‘The Killing Season’ documentary examines Gilgo Beach mystery
Six years after the search for Shannan Gilbert led to the discovery of 10 other sets of human remains near Gilgo Beach believed to be the work of one or more serial killers, a new documentary series to be screened at the Hamptons International Film Festival on Sunday attempts to examine why police have failed to solve the mystery.
Corruption at the top of the Suffolk County Police Department and prostitutes as victims are explored as barriers to cracking the notorious case in “The Killing Season,” an eight-part series that premieres next month on A&E.
Documentarians Rachel Mills and Josh Zeman spent four years off-and-on conducting interviews and tracking leads on Long Island from Massapequa to Oak Beach, with the Gilgo mystery serving as a centerpiece of the series that also explores serial killings of women in Atlantic City and New Mexico.
The Gilgo killings have garnered nationwide attention after detectives searching for Gilbert, a prostitute who disappeared in May 2010, discovered four women’s bodies in nearby Gilgo Beach seven months after she vanished and concluded it was the work of a serial killer. Other human remains were later found along nearby Ocean Parkway, which suggested to detectives there was more than one person responsible for the killings.
The television series takes aim at felon and former Suffolk Police Chief of Department James Burke — currently in federal custody awaiting sentencing on charges of violating the rights of a Smithtown man and then masterminding a cover-up of the crime — for preventing the FBI from working with police to solve the killings.
“It was unbelievable to us, that this was one of the largest serial killer cases in the United States and one of the bizarre and baffling but the fact that the FBI, the fact that Suffolk County didn’t have a full profile of this killer was shocking to us,” Zeman said in an interview.
“One of the reasons this case did not get solved is because the Suffolk County Police Department did not bring in the FBI because of other nefarious activities that were going on within the Suffolk County Police Department,” Zeman added.
But John Meringolo, Burke’s Manhattan-based attorney, said in response to the claims: “It defies logic and common sense that any state or city or county law enforcement could impede an FBI investigation.”

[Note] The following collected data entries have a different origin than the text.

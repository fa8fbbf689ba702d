//! Accept loop.
//!
//! Each accepted stream becomes a [`Connection`] with its own receiver task,
//! tracked so shutdown can wait for every receiver to finish. A failed accept
//! is logged and counted, and the loop carries on.

use std::future::Future;
use std::io;
use std::net::SocketAddr;
use std::sync::Arc;

use tokio::io::{AsyncRead, AsyncWrite};
use tokio::net::{TcpListener, TcpStream};
use tokio::sync::mpsc;
use tokio_util::sync::CancellationToken;
use tokio_util::task::TaskTracker;
use tracing::{debug, info, instrument, warn};

use crate::core::PacketCodec;
use crate::error::ProtocolError;
use crate::transport::connection::Connection;
use crate::transport::receiver::ConnectionReceiver;
use crate::transport::TransportContext;

/// Source of incoming streams.
pub trait Listener: Send + 'static {
    type Stream: AsyncRead + AsyncWrite + Send + Unpin + 'static;

    fn accept(&mut self) -> impl Future<Output = io::Result<(Self::Stream, SocketAddr)>> + Send;
}

impl Listener for TcpListener {
    type Stream = TcpStream;

    fn accept(&mut self) -> impl Future<Output = io::Result<(TcpStream, SocketAddr)>> + Send {
        TcpListener::accept(self)
    }
}

pub struct ConnectionAcceptor<L> {
    listener: L,
    context: Arc<TransportContext>,
    connections: CancellationToken,
    receivers: TaskTracker,
    next_id: u64,
}

impl<L: Listener> ConnectionAcceptor<L> {
    pub fn new(listener: L, context: Arc<TransportContext>) -> Self {
        Self {
            listener,
            context,
            connections: CancellationToken::new(),
            receivers: TaskTracker::new(),
            next_id: 0,
        }
    }

    /// Parent token of every connection accepted here; cancelling it fails
    /// all pending reads.
    pub fn connections_token(&self) -> CancellationToken {
        self.connections.clone()
    }

    /// Tracker of the receiver tasks spawned here.
    pub fn receivers(&self) -> TaskTracker {
        self.receivers.clone()
    }

    /// Accept until `shutdown_rx` fires or its sender is dropped.
    #[instrument(skip_all)]
    pub async fn run(mut self, mut shutdown_rx: mpsc::Receiver<()>) {
        info!("Accepting connections");

        loop {
            tokio::select! {
                _ = shutdown_rx.recv() => {
                    info!("Acceptor stopping");
                    return;
                }

                accept_result = self.listener.accept() => {
                    match accept_result {
                        Ok((stream, peer)) => {
                            self.spawn_connection(stream, peer);
                        }
                        Err(e) => {
                            let error = ProtocolError::Accept(e);
                            warn!(error = %error, "Error accepting connection");
                            self.context.metrics.accept_error();
                        }
                    }
                }
            }
        }
    }

    fn spawn_connection(&mut self, stream: L::Stream, peer: SocketAddr) {
        self.next_id += 1;
        let (reader, writer) = tokio::io::split(stream);
        let connection = Arc::new(Connection::new(
            self.next_id,
            peer,
            writer,
            PacketCodec::new(self.context.max_packet_size),
            self.connections.child_token(),
        ));

        info!(connection = self.next_id, peer = %peer, "New connection established");
        self.context.metrics.connection_established();

        let mut receiver = ConnectionReceiver::new(connection, reader, self.context.clone());
        let metrics = self.context.metrics.clone();
        self.receivers.spawn(async move {
            let exit = receiver.run().await;
            metrics.connection_closed();
            debug!(connection = receiver.connection().id(), ?exit, "Receiver finished");
        });
    }
}
//! Asynchronous packet dispatch.
//!
//! Receivers hand complete packets to a [`DispatchPool`] and go straight back
//! to reading. The pool runs the outer [`PacketHandler`] on a fixed set of
//! workers, each fed by its own bounded queue.
//!
//! A connection is pinned to queue `id % workers`, so packets from one
//! connection are handled in the order they were read while different
//! connections proceed concurrently. A full queue makes `submit` wait, which
//! in turn stops the submitting receiver from reading.
//!
//! [`DispatchPool::shutdown`] refuses further packets, lets the workers work
//! through what is already queued, and returns once they have stopped.

use std::sync::Arc;

use tokio::sync::{mpsc, Mutex};
use tokio::task::JoinHandle;
use tokio_util::sync::CancellationToken;
use tracing::{debug, error, warn};

use crate::core::Packet;
use crate::error::{ProtocolError, Result};
use crate::transport::connection::ConnectionHandle;
use crate::utils::metrics::Metrics;

/// One packet read from a connection, with the connection it came from.
#[derive(Debug, Clone)]
pub struct IncomingPacket {
    pub connection: ConnectionHandle,
    pub packet: Packet,
}

/// Builds a message from raw packet bytes and delivers it to the messaging
/// layer.
///
/// Runs on the blocking pool. An error or panic affects only the packet being
/// handled.
pub trait PacketHandler: Send + Sync + 'static {
    fn handle_packet(&self, incoming: &IncomingPacket) -> Result<()>;
}

impl<F> PacketHandler for F
where
    F: Fn(&IncomingPacket) -> Result<()> + Send + Sync + 'static,
{
    fn handle_packet(&self, incoming: &IncomingPacket) -> Result<()> {
        self(incoming)
    }
}

pub struct DispatchPool {
    queues: Vec<mpsc::Sender<IncomingPacket>>,
    closing: CancellationToken,
    workers: Mutex<Vec<JoinHandle<()>>>,
}

impl DispatchPool {
    /// Spawn `workers` dispatch workers, each with a queue of `queue_depth`.
    ///
    /// Must be called from within a Tokio runtime. Zero values are raised to one.
    pub fn new(
        workers: usize,
        queue_depth: usize,
        handler: Arc<dyn PacketHandler>,
        metrics: Arc<Metrics>,
    ) -> Self {
        let workers = workers.max(1);
        let queue_depth = queue_depth.max(1);

        let closing = CancellationToken::new();
        let mut queues = Vec::with_capacity(workers);
        let mut handles = Vec::with_capacity(workers);
        for index in 0..workers {
            let (tx, rx) = mpsc::channel(queue_depth);
            queues.push(tx);
            handles.push(tokio::spawn(run_worker(
                index,
                rx,
                closing.clone(),
                handler.clone(),
                metrics.clone(),
            )));
        }

        Self {
            queues,
            closing,
            workers: Mutex::new(handles),
        }
    }

    pub fn workers(&self) -> usize {
        self.queues.len()
    }

    /// Queue a packet on its connection's worker.
    ///
    /// Waits only for queue admission, never for the handler.
    pub async fn submit(&self, incoming: IncomingPacket) -> Result<()> {
        let shard = (incoming.connection.id() % self.queues.len() as u64) as usize;
        self.queues[shard]
            .send(incoming)
            .await
            .map_err(|_| ProtocolError::DispatchClosed)
    }

    /// Stop accepting packets and wait for the queued ones to be handled.
    ///
    /// A `submit` waiting for room, or made afterwards, fails with
    /// `DispatchClosed`.
    pub async fn shutdown(&self) {
        self.closing.cancel();
        let workers = std::mem::take(&mut *self.workers.lock().await);
        for worker in workers {
            if let Err(e) = worker.await {
                error!(error = %e, "Dispatch worker terminated abnormally");
            }
        }
    }
}

async fn run_worker(
    index: usize,
    mut rx: mpsc::Receiver<IncomingPacket>,
    closing: CancellationToken,
    handler: Arc<dyn PacketHandler>,
    metrics: Arc<Metrics>,
) {
    debug!(worker = index, "Dispatch worker started");

    loop {
        let next = tokio::select! {
            biased;
            next = rx.recv() => next,
            _ = closing.cancelled() => {
                // a closed queue still yields what it holds, then None
                rx.close();
                rx.recv().await
            }
        };
        let Some(incoming) = next else { break };

        let connection = incoming.connection.id();
        let handler = handler.clone();
        let outcome = tokio::task::spawn_blocking(move || handler.handle_packet(&incoming)).await;

        match outcome {
            Ok(Ok(())) => metrics.packet_dispatched(),
            Ok(Err(e)) => {
                metrics.handler_error();
                warn!(worker = index, connection, error = %e, "Packet handler failed");
            }
            Err(e) => {
                metrics.handler_error();
                error!(worker = index, connection, error = %e, "Packet handler panicked");
            }
        }
    }

    debug!(worker = index, "Dispatch worker stopped");
}

#[cfg(test)]
mod tests {
    #![allow(clippy::unwrap_used)]

    use super::*;
    use crate::core::PacketCodec;
    use crate::transport::connection::Connection;
    use std::time::Duration;

    fn connection(id: u64) -> ConnectionHandle {
        let (_peer, local) = tokio::io::duplex(64);
        Arc::new(Connection::new(
            id,
            "127.0.0.1:4000".parse().unwrap(),
            local,
            PacketCodec::default(),
            CancellationToken::new(),
        ))
    }

    #[tokio::test]
    async fn test_handler_errors_and_panics_are_contained() {
        let seen = Arc::new(std::sync::Mutex::new(Vec::new()));
        let sink = seen.clone();
        let handler = move |incoming: &IncomingPacket| -> Result<()> {
            match incoming.packet.payload[0] {
                0 => Err(ProtocolError::Handler("rejected".into())),
                1 => panic!("handler bug"),
                n => {
                    sink.lock().unwrap().push(n);
                    Ok(())
                }
            }
        };

        let metrics = Arc::new(Metrics::new());
        let pool = DispatchPool::new(1, 4, Arc::new(handler), metrics.clone());
        let conn = connection(1);
        for byte in [0u8, 1, 2] {
            let packet = Packet::new(vec![byte]);
            pool.submit(IncomingPacket {
                connection: conn.clone(),
                packet,
            })
            .await
            .unwrap();
        }
        pool.shutdown().await;

        assert_eq!(*seen.lock().unwrap(), vec![2]);
        let snapshot = metrics.snapshot();
        assert_eq!(snapshot.handler_errors, 2);
        assert_eq!(snapshot.packets_dispatched, 1);
    }

    #[tokio::test]
    async fn test_submit_after_workers_gone() {
        let (tx, rx) = mpsc::channel(1);
        drop(rx);
        let pool = DispatchPool {
            queues: vec![tx],
            closing: CancellationToken::new(),
            workers: Mutex::new(Vec::new()),
        };
        let result = pool
            .submit(IncomingPacket {
                connection: connection(3),
                packet: Packet::new(vec![1u8]),
            })
            .await;
        assert!(matches!(result, Err(ProtocolError::DispatchClosed)));
    }

    #[tokio::test]
    async fn test_shutdown_handles_queued_packets_then_refuses_more() {
        let handled = Arc::new(std::sync::Mutex::new(Vec::new()));
        let sink = handled.clone();
        let handler = move |incoming: &IncomingPacket| -> Result<()> {
            std::thread::sleep(Duration::from_millis(20));
            sink.lock().unwrap().push(incoming.packet.payload[0]);
            Ok(())
        };

        let metrics = Arc::new(Metrics::new());
        let pool = DispatchPool::new(2, 8, Arc::new(handler), metrics.clone());
        let (a, b) = (connection(1), connection(2));
        for byte in 0u8..6 {
            let connection = if byte % 2 == 0 { a.clone() } else { b.clone() };
            pool.submit(IncomingPacket {
                connection,
                packet: Packet::new(vec![byte]),
            })
            .await
            .unwrap();
        }

        pool.shutdown().await;

        let mut seen = handled.lock().unwrap().clone();
        seen.sort_unstable();
        assert_eq!(seen, vec![0, 1, 2, 3, 4, 5]);
        assert_eq!(metrics.snapshot().packets_dispatched, 6);

        let late = pool
            .submit(IncomingPacket {
                connection: a,
                packet: Packet::new(vec![9u8]),
            })
            .await;
        assert!(matches!(late, Err(ProtocolError::DispatchClosed)));
    }
}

Suffolk Police Commissioner Timothy Sini, who after taking the helm of the department in February invited the FBI to assist in the investigation, sat for an interview with the documentarians, who drew a parallel to the killings and Burke’s own past, which according to a previous Newsday report included dating a prostitute.
Zeman says to Sini: “You’re dealing with a chief of police who is supposed to be investigating a case of sex workers who has his own history with sex workers. So how do we disentangle that from this case?”
Sini responds: “Every day we do everything we can to solve it and that’s why I immediately got the FBI on board.”
While the documentarians said it was not their goal to try to solve the killings — which they say will probably only happen if police share clues with the public that may jog someone’s memory, or a scorned associate turns on the killer or killers — the series also looks at some of those who have been questioned by police, including Dr. C. Peter Hackett.
The last person known to have seen Gilbert, 24, alive before she apparently ran into the nearby marsh on May 1, 2010, Hackett, a former police surgeon now living in Florida, has been cleared by police.
Former Suffolk Police Commissioner Richard Dormer makes a brief appearance in a sit-down interview and proclaims that Shannan Gilbert was not a murder victim: “We still believe, and we hold to it, she succumbed to the elements.”
A Suffolk police spokesman declined to comment on the current state of the investigation Friday, citing the ongoing investigation.
The second episode opens with Shannan Gilbert’s funeral — and the sobs of her now-deceased mother, Mari Gilbert, who according to police was fatally stabbed in July by another daughter, Sarra Gilbert, in upstate Ellenville. Sarra Gilbert has pleaded not guilty, and her lawyer John Ray, who had represented the family in their fight for justice for Shannan, maintains she was suffering from mental illness at the time of the killing and therefore is not responsible for her actions.
“This case continues to evolve,” Zeman said. “Look at what happened, the tragedy of Mari Gilbert, we interview her . . . and now she’s passed away. This is really just one of the most bizarre cases I’ve ever seen.”